## Directions
For this task, copy the data that follows exactly, keeping every character.

## Material to process
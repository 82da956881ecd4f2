//! Qdrant vector store backend.
//!
//! Provides [`QdrantVectorStore`] which implements [`VectorStore`] using
//! the [qdrant-client](https://docs.rs/qdrant-client) crate over gRPC.
//! Jurisdiction filters run server-side against a keyword payload index.
//!
//! # Example
//!
//! ```rust,ignore
//! use legal_rag::qdrant::QdrantVectorStore;
//!
//! let store = QdrantVectorStore::new("http://localhost:6334")?;
//! store.create_collection("legal_documents", 1024).await?;
//! ```

use std::collections::HashMap;

use async_trait::async_trait;
use qdrant_client::qdrant::value::Kind;
use qdrant_client::qdrant::{
    Condition, CountPointsBuilder, CreateCollectionBuilder, CreateFieldIndexCollectionBuilder,
    Distance, FieldType, Filter, PointStruct, SearchPointsBuilder, UpsertPointsBuilder,
    Value as QdrantValue, VectorParamsBuilder,
};
use qdrant_client::{Payload, Qdrant};
use tracing::{debug, warn};
use uuid::Uuid;

use crate::document::{EmbeddingRecord, Jurisdiction, LegalDocument, RetrievedDocument};
use crate::error::{LegalRagError, Result};
use crate::vectorstore::VectorStore;

const BACKEND: &str = "qdrant";

/// A [`VectorStore`] backed by [Qdrant](https://qdrant.tech/).
///
/// Point ids are UUID v5 values derived from document ids, so upserting the
/// same document twice overwrites it. Every document field is stored as a
/// string payload entry.
pub struct QdrantVectorStore {
    client: Qdrant,
}

impl QdrantVectorStore {
    /// Create a new Qdrant vector store connecting to the given URL.
    pub fn new(url: &str) -> Result<Self> {
        let client = Qdrant::from_url(url).build().map_err(Self::map_err)?;
        Ok(Self { client })
    }

    /// Create a new Qdrant vector store from an existing client.
    pub fn from_client(client: Qdrant) -> Self {
        Self { client }
    }

    fn map_err(e: qdrant_client::QdrantError) -> LegalRagError {
        LegalRagError::VectorStore { backend: BACKEND.to_string(), message: e.to_string() }
    }

    async fn exists(&self, name: &str) -> Result<bool> {
        let collections = self.client.list_collections().await.map_err(Self::map_err)?;
        Ok(collections.collections.iter().any(|c| c.name == name))
    }

    fn filter(jurisdiction: Jurisdiction) -> Filter {
        Filter::must([Condition::matches("jurisdiction", jurisdiction.as_str().to_string())])
    }
}

/// Stable point id for a document id.
pub fn point_id(document_id: &str) -> String {
    Uuid::new_v5(&Uuid::NAMESPACE_OID, document_id.as_bytes()).to_string()
}

fn to_payload(document: &LegalDocument) -> Result<Payload> {
    let value = serde_json::to_value(document)?;
    Payload::try_from(value).map_err(QdrantVectorStore::map_err)
}

fn extract_string(value: &QdrantValue) -> Option<String> {
    match &value.kind {
        Some(Kind::StringValue(s)) => Some(s.clone()),
        _ => None,
    }
}

fn from_payload(payload: &HashMap<String, QdrantValue>) -> Option<LegalDocument> {
    let field = |name: &str| payload.get(name).and_then(extract_string).unwrap_or_default();
    Some(LegalDocument {
        id: payload.get("id").and_then(extract_string)?,
        case_name: field("case_name"),
        citation: field("citation"),
        court: field("court"),
        jurisdiction: field("jurisdiction").parse().ok()?,
        date_filed: field("date_filed"),
        text: field("text"),
        snippet: field("snippet"),
        url: field("url"),
        document_type: field("document_type").parse().ok()?,
    })
}

#[async_trait]
impl VectorStore for QdrantVectorStore {
    async fn create_collection(&self, name: &str, dimensions: usize) -> Result<()> {
        if self.exists(name).await? {
            debug!(collection = name, "qdrant collection already exists, skipping creation");
            return Ok(());
        }

        self.client
            .create_collection(
                CreateCollectionBuilder::new(name)
                    .vectors_config(VectorParamsBuilder::new(dimensions as u64, Distance::Cosine)),
            )
            .await
            .map_err(Self::map_err)?;
        self.client
            .create_field_index(CreateFieldIndexCollectionBuilder::new(
                name,
                "jurisdiction",
                FieldType::Keyword,
            ))
            .await
            .map_err(Self::map_err)?;

        debug!(collection = name, dimensions, "created qdrant collection");
        Ok(())
    }

    async fn delete_collection(&self, name: &str) -> Result<()> {
        if !self.exists(name).await? {
            return Ok(());
        }
        self.client.delete_collection(name).await.map_err(Self::map_err)?;
        debug!(collection = name, "deleted qdrant collection");
        Ok(())
    }

    async fn upsert(&self, collection: &str, records: &[EmbeddingRecord]) -> Result<()> {
        if records.is_empty() {
            return Ok(());
        }

        let points = records
            .iter()
            .map(|record| {
                Ok(PointStruct::new(
                    point_id(&record.id),
                    record.embedding.clone(),
                    to_payload(&record.document)?,
                ))
            })
            .collect::<Result<Vec<_>>>()?;

        self.client
            .upsert_points(UpsertPointsBuilder::new(collection, points).wait(true))
            .await
            .map_err(Self::map_err)?;

        debug!(collection, count = records.len(), "upserted records to qdrant");
        Ok(())
    }

    async fn search(
        &self,
        collection: &str,
        embedding: &[f32],
        top_k: usize,
        filter: Option<Jurisdiction>,
    ) -> Result<Vec<RetrievedDocument>> {
        let mut request = SearchPointsBuilder::new(collection, embedding.to_vec(), top_k as u64)
            .with_payload(true);
        if let Some(jurisdiction) = filter {
            request = request.filter(Self::filter(jurisdiction));
        }
        let response = self.client.search_points(request).await.map_err(Self::map_err)?;

        let results = response
            .result
            .into_iter()
            .filter_map(|scored| match from_payload(&scored.payload) {
                Some(document) => Some(RetrievedDocument { document, distance: 1.0 - scored.score }),
                None => {
                    warn!(collection, "skipping qdrant point with incomplete payload");
                    None
                }
            })
            .collect();

        Ok(results)
    }

    async fn count(&self, collection: &str, filter: Option<Jurisdiction>) -> Result<usize> {
        let mut request = CountPointsBuilder::new(collection).exact(true);
        if let Some(jurisdiction) = filter {
            request = request.filter(Self::filter(jurisdiction));
        }
        let response = self.client.count(request).await.map_err(Self::map_err)?;
        Ok(response.result.map(|r| r.count as usize).unwrap_or(0))
    }
}

#[cfg(test)]
mod tests {
    use super::*;
    use crate::sample::sample_corpus;

    #[test]
    fn point_ids_are_stable_uuids() {
        assert_eq!(point_id("sample_1"), point_id("sample_1"));
        assert_ne!(point_id("sample_1"), point_id("sample_2"));
        assert!(Uuid::parse_str(&point_id("sample_1")).is_ok());
    }

    #[test]
    fn payload_round_trips_documents() {
        for document in sample_corpus() {
            let payload: HashMap<String, QdrantValue> = to_payload(&document).unwrap().into();
            assert_eq!(from_payload(&payload), Some(document));
        }
    }
}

## Problem solution
repository 82da956881ecd4f2
//! Qdrant vector store backend.
//!
//! Provides [`QdrantVectorStore`] which implements [`VectorStore`] using
//! the [qdrant-client](https://docs.rs/qdrant-client) crate over gRPC.
//! Jurisdiction filters run server-side against a keyword payload index.
//!
//! # Example
//!
//! ```rust,ignore
//! use legal_rag::qdrant::QdrantVectorStore;
//!
//! let store = QdrantVectorStore::new("http://localhost:6334")?;
//! store.create_collection("legal_documents", 1024).await?;
//! ```

use std::collections::HashMap;

use async_trait::async_trait;
use qdrant_client::qdrant::value::Kind;
use qdrant_client::qdrant::{
    Condition, CountPointsBuilder, CreateCollectionBuilder, CreateFieldIndexCollectionBuilder,
    Distance, FieldType, Filter, PointStruct, SearchPointsBuilder, UpsertPointsBuilder,
    Value as QdrantValue, VectorParamsBuilder,
};
use qdrant_client::{Payload, Qdrant};
use tracing::{debug, warn};
use uuid::Uuid;

use crate::document::{EmbeddingRecord, Jurisdiction, LegalDocument, RetrievedDocument};
use crate::error::{LegalRagError, Result};
use crate::vectorstore::VectorStore;

const BACKEND: &str = "qdrant";

/// A [`VectorStore`] backed by [Qdrant](https://qdrant.tech/).
///
/// Point ids are UUID v5 values derived from document ids, so upserting the
/// same document twice overwrites it. Every document field is stored as a
/// string payload entry.
pub struct QdrantVectorStore {
    client: Qdrant,
}

impl QdrantVectorStore {
    /// Create a new Qdrant vector store connecting to the given URL.
    pub fn new(url: &str) -> Result<Self> {
        let client = Qdrant::from_url(url).build().map_err(Self::map_err)?;
        Ok(Self { client })
    }

    /// Create a new Qdrant vector store from an existing client.
    pub fn from_client(client: Qdrant) -> Self {
        Self { client }
    }

    fn map_err(e: qdrant_client::QdrantError) -> LegalRagError {
        LegalRagError::VectorStore { backend: BACKEND.to_string(), message: e.to_string() }
    }

    async fn exists(&self, name: &str) -> Result<bool> {
        let collections = self.client.list_collections().await.map_err(Self::map_err)?;
        Ok(collections.collections.iter().any(|c| c.name == name))
    }

    fn filter(jurisdiction: Jurisdiction) -> Filter {
        Filter::must([Condition::matches("jurisdiction", jurisdiction.as_str().to_string())])
    }
}

/// Stable point id for a document id.
pub fn point_id(document_id: &str) -> String {
    Uuid::new_v5(&Uuid::NAMESPACE_OID, document_id.as_bytes()).to_string()
}

fn to_payload(document: &LegalDocument) -> Result<Payload> {
    let value = serde_json::to_value(document)?;
    Payload::try_from(value).map_err(QdrantVectorStore::map_err)
}

fn extract_string(value: &QdrantValue) -> Option<String> {
    match &value.kind {
        Some(Kind::StringValue(s)) => Some(s.clone()),
        _ => None,
    }
}

fn from_payload(payload: &HashMap<String, QdrantValue>) -> Option<LegalDocument> {
    let field = |name: &str| payload.get(name).and_then(extract_string).unwrap_or_default();
    Some(LegalDocument {
        id: payload.get("id").and_then(extract_string)?,
        case_name: field("case_name"),
        citation: field("citation"),
        court: field("court"),
        jurisdiction: field("jurisdiction").parse().ok()?,
        date_filed: field("date_filed"),
        text: field("text"),
        snippet: field("snippet"),
        url: field("url"),
        document_type: field("document_type").parse().ok()?,
    })
}

#[async_trait]
impl VectorStore for QdrantVectorStore {
    async fn create_collection(&self, name: &str, dimensions: usize) -> Result<()> {
        if self.exists(name).await? {
            debug!(collection = name, "qdrant collection already exists, skipping creation");
            return Ok(());
        }

        self.client
            .create_collection(
                CreateCollectionBuilder::new(name)
                    .vectors_config(VectorParamsBuilder::new(dimensions as u64, Distance::Cosine)),
            )
            .await
            .map_err(Self::map_err)?;
        self.client
            .create_field_index(CreateFieldIndexCollectionBuilder::new(
                name,
                "jurisdiction",
                FieldType::Keyword,
            ))
            .await
            .map_err(Self::map_err)?;

        debug!(collection = name, dimensions, "created qdrant collection");
        Ok(())
    }

    async fn delete_collection(&self, name: &str) -> Result<()> {
        if !self.exists(name).await? {
            return Ok(());
        }
        self.client.delete_collection(name).await.map_err(Self::map_err)?;
        debug!(collection = name, "deleted qdrant collection");
        Ok(())
    }

    async fn upsert(&self, collection: &str, records: &[EmbeddingRecord]) -> Result<()> {
        if records.is_empty() {
            return Ok(());
        }

        let points = records
            .iter()
            .map(|record| {
                Ok(PointStruct::new(
                    point_id(&record.id),
                    record.embedding.clone(),
                    to_payload(&record.document)?,
                ))
            })
            .collect::<Result<Vec<_>>>()?;

        self.client
            .upsert_points(UpsertPointsBuilder::new(collection, points).wait(true))
            .await
            .map_err(Self::map_err)?;

        debug!(collection, count = records.len(), "upserted records to qdrant");
        Ok(())
    }

    async fn search(
        &self,
        collection: &str,
        embedding: &[f32],
        top_k: usize,
        filter: Option<Jurisdiction>,
    ) -> Result<Vec<RetrievedDocument>> {
        let mut request = SearchPointsBuilder::new(collection, embedding.to_vec(), top_k as u64)
            .with_payload(true);
        if let Some(jurisdiction) = filter {
            request = request.filter(Self::filter(jurisdiction));
        }
        let response = self.client.search_points(request).await.map_err(Self::map_err)?;

        let results = response
            .result
            .into_iter()
            .filter_map(|scored| match from_payload(&scored.payload) {
                Some(document) => Some(RetrievedDocument { document, distance: 1.0 - scored.score }),
                None => {
                    warn!(collection, "skipping qdrant point with incomplete payload");
                    None
                }
            })
            .collect();

        Ok(results)
    }

    async fn count(&self, collection: &str, filter: Option<Jurisdiction>) -> Result<usize> {
        let mut request = CountPointsBuilder::new(collection).exact(true);
        if let Some(jurisdiction) = filter {
            request = request.filter(Self::filter(jurisdiction));
        }
        let response = self.client.count(request).await.map_err(Self::map_err)?;
        Ok(response.result.map(|r| r.count as usize).unwrap_or(0))
    }
}

#[cfg(test)]
mod tests {
    use super::*;
    use crate::sample::sample_corpus;

    #[test]
    fn point_ids_are_stable_uuids() {
        assert_eq!(point_id("sample_1"), point_id("sample_1"));
        assert_ne!(point_id("sample_1"), point_id("sample_2"));
        assert!(Uuid::parse_str(&point_id("sample_1")).is_ok());
    }

    #[test]
    fn payload_round_trips_documents() {
        for document in sample_corpus() {
            let payload: HashMap<String, QdrantValue> = to_payload(&document).unwrap().into();
            assert_eq!(from_payload(&payload), Some(document));
        }
    }
}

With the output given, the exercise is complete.